Guide to Valpolicella
Valpolicella [Vol-pole-ee-CHEL-la] is a very important red wine DOC zone located in northeastern Italy’s Veneto region. It is situated between Bardolino and Soave just north of Verona. Valpolicella ranks just after the Chianti DOCG for Italy’s total DOC red-wine production. The wine is made primarily from Corvina, Rondinella and Molinara grapes. Valpolicella’s standard DOC wines are rather light and very fragrant and fruity. Those labeled “Superiore” have a one percent higher minimum alcohol content and are aged for a minimum of one year. The best wines are generally those labeled “classico”, which indicates that they come from the inner classico zone with its steeply terraced vineyards.
The Veneto is also home to another famous wine, Valpolicella. Plain Valpolicella should have a distinctive cherry color and sweet aroma with a hint of bitterness on the finish. Like Soave, the mass-produced version can be disappointing, but there are many small producers creating wines of distinctive character and charm. The most intense form of Valpolicella is known as Amarone. The name derives from the Italian word for bitter, amaro.

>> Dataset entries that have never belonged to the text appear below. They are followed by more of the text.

//! Preview rendering of a pattern back to a Standard MIDI File

use crate::config::GridConfig;
use crate::error::{Result, RiffError};
use crate::pattern::Pattern;
use midly::num::{u15, u24, u28, u4, u7};
use midly::{Format, Header, MetaMessage, MidiMessage, Smf, TrackEvent, TrackEventKind};
use std::path::{Path, PathBuf};

/// Preview tempo, 120 BPM
const PREVIEW_TEMPO_USPQ: u32 = 500_000;

/// Write a format-0 preview of `pattern` into `output_dir` as `<id>.mid`
pub fn export_midi(
    pattern: &Pattern,
    grid: &GridConfig,
    ticks_per_quarter: u16,
    output_dir: &Path,
) -> Result<PathBuf> {
    std::fs::create_dir_all(output_dir)?;

    let midi_path = output_dir.join(format!("{}.mid", file_stem(&pattern.id)));
    let midi_data = render_pattern(pattern, grid, ticks_per_quarter)?;
    std::fs::write(&midi_path, midi_data)?;

    log::info!(
        "Exported {} pattern events to {}",
        pattern.events.len(),
        midi_path.display()
    );
    Ok(midi_path)
}

/// Render `pattern` as a single-track SMF on channel 0, one bar long
pub fn render_pattern(pattern: &Pattern, grid: &GridConfig, ticks_per_quarter: u16) -> Result<Vec<u8>> {
    let ticks_per_step = ticks_per_quarter as f64 / grid.steps_per_beat().max(1) as f64;
    let step_tick = |step: u32| (step as f64 * ticks_per_step).round() as u32;

    // (absolute tick, is_note_on, key, velocity); releases sort before onsets on the same tick
    let mut timeline: Vec<(u32, bool, u8, u8)> = Vec::with_capacity(pattern.events.len() * 2);
    for event in &pattern.events {
        let velocity = (event.velocity01 * 127.0).round().clamp(1.0, 127.0) as u8;
        timeline.push((step_tick(event.step), true, event.pitch, velocity));
        timeline.push((step_tick(event.end_step()), false, event.pitch, 0));
    }
    timeline.sort_by_key(|&(tick, is_on, key, _)| (tick, is_on, key));

    let mut track_events = vec![
        TrackEvent {
            delta: u28::from(0),
            kind: TrackEventKind::Meta(MetaMessage::TrackName(pattern.id.as_bytes())),
        },
        TrackEvent {
            delta: u28::from(0),
            kind: TrackEventKind::Meta(MetaMessage::Tempo(u24::from(PREVIEW_TEMPO_USPQ))),
        },
        TrackEvent {
            delta: u28::from(0),
            kind: TrackEventKind::Meta(MetaMessage::TimeSignature(
                grid.beats_per_bar.min(255) as u8,
                2,  // quarter-note beat
                24, // MIDI clocks per metronome click
                8,  // 32nd notes per quarter note
            )),
        },
    ];

    let mut current_tick = 0u32;
    for (tick, is_on, key, velocity) in timeline {
        let message = if is_on {
            MidiMessage::NoteOn {
                key: u7::from(key),
                vel: u7::from(velocity),
            }
        } else {
            MidiMessage::NoteOff {
                key: u7::from(key),
                vel: u7::from(0),
            }
        };
        track_events.push(TrackEvent {
            delta: u28::from(tick - current_tick),
            kind: TrackEventKind::Midi {
                channel: u4::from(0),
                message,
            },
        });
        current_tick = tick;
    }

    // Hold the file open to the end of the bar
    let bar_end = step_tick(pattern.steps_per_loop);
    track_events.push(TrackEvent {
        delta: u28::from(bar_end.saturating_sub(current_tick)),
        kind: TrackEventKind::Meta(MetaMessage::EndOfTrack),
    });

    let smf = Smf {
        header: Header {
            format: Format::SingleTrack,
            timing: midly::Timing::Metrical(u15::from(ticks_per_quarter)),
        },
        tracks: vec![track_events],
    };

    let mut bytes = Vec::new();
    smf.write(&mut bytes)
        .map_err(|e| RiffError::MidiExport(format!("Failed to write MIDI data: {:?}", e)))?;
    Ok(bytes)
}

/// File-system safe name for a pattern id
pub(crate) fn file_stem(id: &str) -> String {
    id.chars()
        .map(|c| {
            if c.is_ascii_alphanumeric() || c == '-' || c == '_' {
                c
            } else {
                '_'
            }
        })
        .collect()
}

#[cfg(test)]
mod tests {
    use super::*;
    use crate::config::FilterConfig;
    use crate::passes::pass_0::parse_smf;
    use crate::pattern::{OverlapPolicy, QuantizedNote};

    fn pattern() -> Pattern {
        Pattern {
            id: "preview".to_string(),
            root_pitch: 60,
            steps_per_loop: 16,
            events: vec![
                QuantizedNote {
                    step: 0,
                    pitch: 36,
                    duration_steps: 4,
                    velocity01: 1.0,
                },
                QuantizedNote {
                    step: 4,
                    pitch: 36,
                    duration_steps: 2,
                    velocity01: 0.5,
                },
                QuantizedNote {
                    step: 4,
                    pitch: 42,
                    duration_steps: 1,
                    velocity01: 0.0,
                },
            ],
            overlap_policy: OverlapPolicy::ClampToNextOnset,
        }
    }

    #[test]
    fn test_rendered_file_reads_back_at_step_positions() {
        let grid = GridConfig::default();
        let bytes = render_pattern(&pattern(), &grid, 96).unwrap();

        let parsed = parse_smf(&bytes, &FilterConfig::default()).unwrap();
        assert_eq!(parsed.header.unwrap().ticks_per_quarter, 96);
        assert!(parsed.diagnostics.is_clean());

        // 24 ticks per step at 96 PPQ and 4 steps per beat. Equal onsets
        // keep release order.
        let notes: Vec<(u64, u64, u8, u8)> = parsed
            .notes
            .iter()
            .map(|n| (n.onset_tick, n.duration_ticks, n.pitch, n.velocity))
            .collect();
        assert_eq!(
            notes,
            vec![(0, 96, 36, 127), (96, 24, 42, 1), (96, 48, 36, 64)]
        );
    }

    #[test]
    fn test_file_stem() {
        assert_eq!(file_stem("bass/line 1"), "bass_line_1");
        assert_eq!(file_stem("lead-2_b"), "lead-2_b");
    }
}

A lesser known, but higher quality, style of Valpolicella called ripasso [ree-PAH-soh] is created by pouring regular Valpolicella over the pressed skins left from Amarone production. This process starts a second fermentation, enriching the Valpolicella and providing more alcohol. This ripasso style, sometimes referred to as “baby Amarone”, is a great value alternative to the more expensive Amarone.